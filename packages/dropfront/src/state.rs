//! Application state shared across handlers.

use crate::cache::ReadCache;
use crate::config::Config;
use crate::mint::MintSubmitter;
use crate::queries::DropQueries;
use crate::rpc::RpcClient;
use alloy_primitives::Address;
use std::sync::atomic::AtomicU64;
use std::sync::Arc;
use std::time::{Duration, Instant};
use tracing::info;

/// Shared application state.
pub struct AppState<Q, S> {
    pub config: Config,
    pub rpc: Arc<RpcClient>,
    pub queries: Arc<Q>,
    pub submitter: Arc<S>,
    pub cache: Arc<ReadCache>,
    /// Contract whose `totalSupply()` feeds the minted counter; `None` = page contract.
    pub total_supply_contract: Option<Address>,
    pub start_time: Instant,
    pub request_count: AtomicU64,
}

impl<Q: DropQueries, S: MintSubmitter> AppState<Q, S> {
    pub fn new(
        config: Config,
        rpc: Arc<RpcClient>,
        queries: Arc<Q>,
        submitter: Arc<S>,
    ) -> Result<Self, crate::Error> {
        let total_supply_contract = match config.total_supply_contract.trim() {
            "" => None,
            raw => Some(raw.parse().map_err(|e| {
                crate::Error::Config(format!("Invalid total_supply_contract: {e}"))
            })?),
        };

        config.validate()?;

        let cache = Arc::new(
            ReadCache::new(
                Duration::from_secs(config.poll_interval_secs.max(1)),
                Duration::from_secs(config.key_idle_secs),
            )
            .with_max_tracked(config.max_tracked_reads),
        );

        info!(
            total_supply_contract = ?total_supply_contract,
            poll_interval_secs = config.poll_interval_secs,
            max_tracked_reads = config.max_tracked_reads,
            mint_auth = config.mint_api_key().is_some(),
            "Storefront state initialized"
        );

        Ok(Self {
            config,
            rpc,
            queries,
            submitter,
            cache,
            total_supply_contract,
            start_time: Instant::now(),
            request_count: AtomicU64::new(0),
        })
    }

    pub fn first_read_timeout(&self) -> Duration {
        Duration::from_millis(self.config.first_read_timeout_ms)
    }
}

--------------------

## Problem:
Scan the listing above. Gather each line that contains the word "crate".

## Completed exercise:
use crate::cache::ReadCache;
use crate::config::Config;
use crate::mint::MintSubmitter;
use crate::queries::DropQueries;
use crate::rpc::RpcClient;
    ) -> Result<Self, crate::Error> {
                crate::Error::Config(format!("Invalid total_supply_contract: {e}"))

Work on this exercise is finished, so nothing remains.